Important: For reproducibility of the RATES papers (prior to 2018) please install MVST v1.0 available from the list of releases (look up the Consolidated Release).

Purpose

An R-Software package to facilitate the implementation and study of multi-variate spatio-temporal models, primarily in environmental applications.

Details: The study of environmental phenomena, particularly those which evolve in both space and time, has become increasingly difficult due to the prolific nature of satellite data and the sheer scale of the space-time domain under consideration. Further, observations of different nature, such as point-referenced observations or observations with a large support (which take averages or aggregate readings) frequently need to be considered simultaneously. Further, one generally needs to consider more than one evolving phenomenon, which may be interacting with each other. Today there are methods and computational tools in place to harness these intrinsic difficulties. The purpose of this package is to wrap up theoretical results and linear algebraic tools to facilitate the study for the end-user.

Computationally tractability in these types of problems is maintained by (i) assuming that each spatial/spatio-temporal process under consideration is a Gaussian field, (ii) that each Gaussian field can be representatively decomposed on a finite-element mesh (using the approach of Lindgren et al. (2011)) and that the observations are corrupted with Gaussian noise. This results in a (large) Bayesian update which can be computed in a few lines of code. The difficulty, however, is not the update itself, rather the matrix construction when we have multiple interacting processes and multiple observations. For this reason, the package implements an object-oriented approach to the problem, where each process or observation is an object which can be linked to one another. The links effectively construct the incidence matrices which map the observations to the processes. Any number of links can be considered and the ease with which it is done allows for the manipulation of a large number of interacting spatio-temporal processes and observations with relative ease.
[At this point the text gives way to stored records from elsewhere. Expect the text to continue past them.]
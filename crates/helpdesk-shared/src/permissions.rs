//! Role permission matrix.
//!
//! Two layers:
//! - the access table answers "may this role call the operation at all"
//!   (the coarse gate applied before any store access)
//! - the status rule table answers "which target statuses may this role set,
//!   and only on tickets assigned to it?" (applied by the lifecycle engine
//!   against the locked ticket row, before the transition table)

use crate::{Identity, Role, Ticket, TicketStatus, UserId};
use serde::{Deserialize, Serialize};
use thiserror::Error;

/// Operations exposed upward to the HTTP layer
#[derive(Debug, Clone, Copy, PartialEq, Eq, Hash, Serialize, Deserialize)]
#[serde(rename_all = "snake_case")]
pub enum Operation {
    CreateTicket,
    ListTickets,
    AssignTicket,
    UpdateStatus,
    DeleteTicket,
    /// Comments and status history; further narrowed by ticket access
    TicketThread,
    CreateUser,
    ListUsers,
}

impl Operation {
    /// Roles allowed to invoke the operation.
    pub fn allowed_roles(&self) -> &'static [Role] {
        const ANY: &[Role] = &[Role::Manager, Role::Support, Role::User];
        match self {
            Self::CreateTicket => &[Role::User],
            Self::ListTickets => ANY,
            Self::AssignTicket => &[Role::Manager],
            Self::UpdateStatus => &[Role::Manager, Role::Support],
            Self::DeleteTicket => &[Role::Manager],
            Self::TicketThread => ANY,
            Self::CreateUser => &[Role::Manager],
            Self::ListUsers => &[Role::Manager],
        }
    }

    pub fn as_str(&self) -> &'static str {
        match self {
            Self::CreateTicket => "create_ticket",
            Self::ListTickets => "list_tickets",
            Self::AssignTicket => "assign_ticket",
            Self::UpdateStatus => "update_status",
            Self::DeleteTicket => "delete_ticket",
            Self::TicketThread => "ticket_thread",
            Self::CreateUser => "create_user",
            Self::ListUsers => "list_users",
        }
    }
}

impl std::fmt::Display for Operation {
    fn fmt(&self, f: &mut std::fmt::Formatter<'_>) -> std::fmt::Result {
        f.write_str(self.as_str())
    }
}

/// Role not in the operation's allowed set
#[derive(Debug, Clone, Copy, PartialEq, Eq, Error)]
#[error("Forbidden: Insufficient permissions")]
pub struct Denied {
    pub role: Role,
    pub operation: Operation,
}

/// Authorization gate: fails if `role` may not invoke `operation`.
pub fn authorize(role: Role, operation: Operation) -> Result<(), Denied> {
    if operation.allowed_roles().contains(&role) {
        Ok(())
    } else {
        Err(Denied { role, operation })
    }
}

/// What a role may do through the status update operation
#[derive(Debug, Clone, Copy, PartialEq, Eq)]
pub struct StatusRule {
    /// Requester must be the ticket's current assignee
    pub assignee_only: bool,
    /// Target statuses the role may request
    pub targets: &'static [TicketStatus],
}

impl StatusRule {
    pub fn permits_target(&self, target: TicketStatus) -> bool {
        self.targets.contains(&target)
    }
}

const SUPPORT_STATUS_RULE: StatusRule = StatusRule {
    assignee_only: true,
    targets: &[TicketStatus::InProgress, TicketStatus::Resolved],
};

const MANAGER_STATUS_RULE: StatusRule = StatusRule {
    assignee_only: false,
    targets: &[TicketStatus::Closed],
};

/// Status rule for a role; `None` if the role may not change status at all.
pub fn status_rule(role: Role) -> Option<StatusRule> {
    match role {
        Role::Support => Some(SUPPORT_STATUS_RULE),
        Role::Manager => Some(MANAGER_STATUS_RULE),
        Role::User => None,
    }
}

/// Why a status change was refused by the role gate
#[derive(Debug, Clone, Copy, PartialEq, Eq, Error)]
pub enum StatusDenial {
    #[error("Forbidden: You can only update tickets assigned to you")]
    NotAssignee,

    #[error("Forbidden: {}", target_message(*role))]
    TargetNotPermitted { role: Role, target: TicketStatus },

    #[error("Forbidden: {0} cannot change ticket status")]
    RoleNotPermitted(Role),
}

fn target_message(role: Role) -> &'static str {
    match role {
        Role::Support => "Support can only set status to IN_PROGRESS or RESOLVED",
        Role::Manager => "Manager can only close tickets from this endpoint",
        Role::User => "Users cannot change ticket status",
    }
}

impl StatusDenial {
    pub fn reason(&self) -> &'static str {
        match self {
            Self::NotAssignee => "not_assignee",
            Self::TargetNotPermitted { .. } => "target_not_permitted",
            Self::RoleNotPermitted(_) => "role_not_permitted",
        }
    }
}

/// Role gate for a status change. Assignment is checked before the target so
/// a support agent touching someone else's ticket is always told so first.
pub fn check_status_change(
    role: Role,
    requester: UserId,
    assigned_to: Option<UserId>,
    target: TicketStatus,
) -> Result<(), StatusDenial> {
    let rule = status_rule(role).ok_or(StatusDenial::RoleNotPermitted(role))?;

    if rule.assignee_only && assigned_to != Some(requester) {
        return Err(StatusDenial::NotAssignee);
    }
    if !rule.permits_target(target) {
        return Err(StatusDenial::TargetNotPermitted { role, target });
    }
    Ok(())
}

/// Ticket visibility: managers see everything, support agents see tickets
/// assigned to them, users see tickets they opened.
pub fn can_access_ticket(viewer: Identity, ticket: &Ticket) -> bool {
    match viewer.role {
        Role::Manager => true,
        Role::Support => ticket.is_assigned_to(viewer.id),
        Role::User => ticket.created_by == viewer.id,
    }
}
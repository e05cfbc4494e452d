//! Row-level access to the helpdesk tables.
//!
//! Store functions take a `&Connection` (a `&Transaction` derefs to one) and
//! never open transactions themselves; callers decide the atomic scope.

pub mod comments;
pub mod status_log;
pub mod tickets;
pub mod tokens;
pub mod users;

use helpdesk_shared::ParseEnumError;
use rusqlite::types::Type;
use rusqlite::Row;
use std::str::FromStr;

/// Read a TEXT column holding one of the shared enums.
pub(crate) fn enum_column<T>(row: &Row<'_>, idx: usize) -> rusqlite::Result<T>
where
    T: FromStr<Err = ParseEnumError>,
{
    let raw: String = row.get(idx)?;
    raw.parse()
        .map_err(|e| rusqlite::Error::FromSqlConversionFailure(idx, Type::Text, Box::new(e)))
}
//! Bearer token identity resolution.
//!
//! Tokens are random 32-byte values handed out by `helpdeskd issue-token`.
//! The database stores only their SHA-256 digest; a request's token is
//! hashed and looked up to recover `{id, role}`.

use crate::error::{HelpdeskError, Result};
use crate::server::AppState;
use crate::store::{tokens, users};
use axum::async_trait;
use axum::extract::FromRequestParts;
use axum::http::request::Parts;
use chrono::Utc;
use helpdesk_shared::{authorize, Identity, Operation, UserId};
use rand::RngCore;
use rusqlite::Connection;
use sha2::{Digest, Sha256};
use std::sync::Arc;
use tracing::{debug, warn};

const TOKEN_BYTES: usize = 32;

/// SHA-256 hex digest of a token
pub fn hash_token(token: &str) -> String {
    hex::encode(Sha256::digest(token.as_bytes()))
}

fn generate_token() -> String {
    let mut bytes = [0u8; TOKEN_BYTES];
    rand::thread_rng().fill_bytes(&mut bytes);
    hex::encode(bytes)
}

/// Issue a new token for an existing user. Returns the plaintext token,
/// which is not recoverable afterwards.
pub fn issue_token(conn: &Connection, user_id: UserId) -> Result<String> {
    if users::find(conn, user_id)?.is_none() {
        return Err(HelpdeskError::NotFound("User"));
    }
    let token = generate_token();
    tokens::insert(conn, &hash_token(&token), user_id, Utc::now())?;
    Ok(token)
}

/// Resolve a plaintext token to its owner's identity.
pub fn resolve_token(conn: &Connection, token: &str) -> Result<Identity> {
    tokens::resolve(conn, &hash_token(token))?
        .ok_or(HelpdeskError::Unauthorized("Invalid token"))
}

/// Extract the token from an `Authorization: Bearer <token>` header value
fn bearer_token(header: &str) -> Option<&str> {
    let token = header.strip_prefix("Bearer ")?.trim();
    if token.is_empty() {
        None
    } else {
        Some(token)
    }
}

/// Authenticated caller, extracted from the request headers
#[derive(Debug, Clone, Copy)]
pub struct AuthUser(pub Identity);

impl AuthUser {
    /// Authorization gate for `operation`.
    pub fn require(&self, operation: Operation) -> Result<Identity> {
        authorize(self.0.role, operation).map_err(|denied| {
            warn!(
                "Denied {} for user {} ({})",
                operation, self.0.id, self.0.role
            );
            HelpdeskError::from(denied)
        })?;
        Ok(self.0)
    }
}

#[async_trait]
impl FromRequestParts<Arc<AppState>> for AuthUser {
    type Rejection = crate::routes::ApiError;

    async fn from_request_parts(
        parts: &mut Parts,
        state: &Arc<AppState>,
    ) -> std::result::Result<Self, Self::Rejection> {
        let header = parts
            .headers
            .get(axum::http::header::AUTHORIZATION)
            .and_then(|v| v.to_str().ok())
            .ok_or(HelpdeskError::Unauthorized("No token provided"))?;

        let token = bearer_token(header)
            .ok_or(HelpdeskError::Unauthorized("No token provided"))?
            .to_string();

        let identity = state.service.resolve_token(token).await?;

        debug!("Authenticated user {} ({})", identity.id, identity.role);
        Ok(AuthUser(identity))
    }
}

#[cfg(test)]
mod tests {
    use super::*;
    use crate::db::open_memory_connection;
    use helpdesk_shared::{NewUser, Role};

    #[test]
    fn test_bearer_parsing() {
        assert_eq!(bearer_token("Bearer abc"), Some("abc"));
        assert_eq!(bearer_token("Bearer   abc  "), Some("abc"));
        assert_eq!(bearer_token("Bearer "), None);
        assert_eq!(bearer_token("Basic abc"), None);
        assert_eq!(bearer_token("abc"), None);
    }

    #[test]
    fn test_token_roundtrip() {
        let conn = open_memory_connection().unwrap();
        let user = users::insert(
            &conn,
            &NewUser {
                name: "Sam".into(),
                email: "sam@helpdesk.test".into(),
                role: Role::Support,
            },
            Utc::now(),
        )
        .unwrap();

        let token = issue_token(&conn, user.id).unwrap();
        assert_eq!(token.len(), TOKEN_BYTES * 2);

        let identity = resolve_token(&conn, &token).unwrap();
        assert_eq!(identity, Identity::new(user.id, Role::Support));

        assert!(matches!(
            resolve_token(&conn, "not-a-token"),
            Err(HelpdeskError::Unauthorized(_))
        ));
    }

    #[test]
    fn test_plaintext_token_not_stored() {
        let conn = open_memory_connection().unwrap();
        let user = users::insert(
            &conn,
            &NewUser {
                name: "Ana".into(),
                email: "ana@helpdesk.test".into(),
                role: Role::User,
            },
            Utc::now(),
        )
        .unwrap();
        let token = issue_token(&conn, user.id).unwrap();
        let stored: String = conn
            .query_row("SELECT token_hash FROM api_tokens", [], |r| r.get(0))
            .unwrap();
        assert_ne!(stored, token);
        assert_eq!(stored, hash_token(&token));
    }

    #[test]
    fn test_issue_token_for_unknown_user() {
        let conn = open_memory_connection().unwrap();
        assert!(matches!(
            issue_token(&conn, 42),
            Err(HelpdeskError::NotFound("User"))
        ));
    }

    #[test]
    fn test_require_gate() {
        let user = AuthUser(Identity::new(3, Role::User));
        assert!(user.require(Operation::CreateTicket).is_ok());
        assert!(matches!(
            user.require(Operation::AssignTicket),
            Err(HelpdeskError::Forbidden(_))
        ));
    }
}
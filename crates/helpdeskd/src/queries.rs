//! Role-scoped read access to tickets and their threads.

use crate::error::{HelpdeskError, Result};
use crate::store::tickets::{self, TicketScope};
use crate::store::{comments, status_log};
use helpdesk_shared::{
    can_access_ticket, CommentView, Identity, Role, StatusLogEntry, Ticket, TicketId, TicketSummary,
};
use rusqlite::Connection;

const NO_ACCESS: &str = "Forbidden: You do not have access to this ticket";

/// Listing scope for a viewer.
pub fn scope_for(viewer: Identity) -> TicketScope {
    match viewer.role {
        Role::Manager => TicketScope::All,
        Role::Support => TicketScope::AssignedTo(viewer.id),
        Role::User => TicketScope::CreatedBy(viewer.id),
    }
}

/// Tickets visible to `viewer`, newest first.
pub fn list_tickets(conn: &Connection, viewer: Identity) -> Result<Vec<TicketSummary>> {
    Ok(tickets::list_summaries(conn, scope_for(viewer))?)
}

/// Load a ticket the viewer may see.
///
/// A missing ticket is NotFound for managers. Everyone else gets Forbidden
/// either way, so ticket ids outside a caller's scope are not probeable.
pub fn accessible_ticket(conn: &Connection, ticket_id: TicketId, viewer: Identity) -> Result<Ticket> {
    match tickets::find(conn, ticket_id)? {
        Some(ticket) if can_access_ticket(viewer, &ticket) => Ok(ticket),
        None if viewer.role == Role::Manager => Err(HelpdeskError::NotFound("Ticket")),
        _ => Err(HelpdeskError::Forbidden(NO_ACCESS.to_string())),
    }
}

/// Status history of a ticket, oldest first.
pub fn ticket_history(
    conn: &Connection,
    ticket_id: TicketId,
    viewer: Identity,
) -> Result<Vec<StatusLogEntry>> {
    accessible_ticket(conn, ticket_id, viewer)?;
    Ok(status_log::for_ticket(conn, ticket_id)?)
}

/// Comment thread of a ticket, oldest first.
pub fn ticket_comments(
    conn: &Connection,
    ticket_id: TicketId,
    viewer: Identity,
) -> Result<Vec<CommentView>> {
    accessible_ticket(conn, ticket_id, viewer)?;
    Ok(comments::list_for_ticket(conn, ticket_id)?)
}
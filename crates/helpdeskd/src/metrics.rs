//! Prometheus metrics for the helpdesk daemon

use prometheus::{
    register_int_counter_vec_with_registry, Encoder, IntCounterVec, Registry, TextEncoder,
};
use std::sync::Arc;

#[derive(Clone)]
pub struct HelpdeskMetrics {
    /// Accepted status transitions by from/to pair
    pub transitions_total: IntCounterVec,
    /// Rejected operations by operation and reason
    pub rejections_total: IntCounterVec,
    /// Handled requests by route
    pub requests_total: IntCounterVec,

    registry: Arc<Registry>,
}

impl HelpdeskMetrics {
    pub fn new() -> prometheus::Result<Self> {
        let registry = Registry::new();

        let transitions_total = register_int_counter_vec_with_registry!(
            "helpdesk_transitions_total",
            "Accepted ticket status transitions",
            &["from", "to"],
            registry
        )?;

        let rejections_total = register_int_counter_vec_with_registry!(
            "helpdesk_rejections_total",
            "Rejected helpdesk operations by reason",
            &["operation", "reason"],
            registry
        )?;

        let requests_total = register_int_counter_vec_with_registry!(
            "helpdesk_requests_total",
            "Handled API requests by route",
            &["route"],
            registry
        )?;

        Ok(Self {
            transitions_total,
            rejections_total,
            requests_total,
            registry: Arc::new(registry),
        })
    }

    pub fn record_transition(&self, from: &str, to: &str) {
        self.transitions_total.with_label_values(&[from, to]).inc();
    }

    pub fn record_rejection(&self, operation: &str, reason: &str) {
        self.rejections_total
            .with_label_values(&[operation, reason])
            .inc();
    }

    pub fn record_request(&self, route: &str) {
        self.requests_total.with_label_values(&[route]).inc();
    }

    /// Render all metrics in the Prometheus text exposition format
    pub fn render(&self) -> String {
        let encoder = TextEncoder::new();
        let metric_families = self.registry.gather();
        let mut buffer = Vec::new();
        if encoder.encode(&metric_families, &mut buffer).is_err() {
            return String::new();
        }
        String::from_utf8(buffer).unwrap_or_default()
    }
}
The abstraction in an object-oriented framework has several advantages. In particular, any basis set can be associated with a statistical model. I have restricted the use to a finite element basis, however the methods can easily be extended to consider an EOF basis or a bisquare basis, the interface to the user would remain unchanged. A further interesting feature is the ability to deal with observations seamlessly, using a common interface, irrespective of their nature. For example, due to the inheritance structure one may use same command to plot observations, irrespective of their spatial support. In this package I harness the flexibility of Hadley Wickham's ggplot2 package for plotting.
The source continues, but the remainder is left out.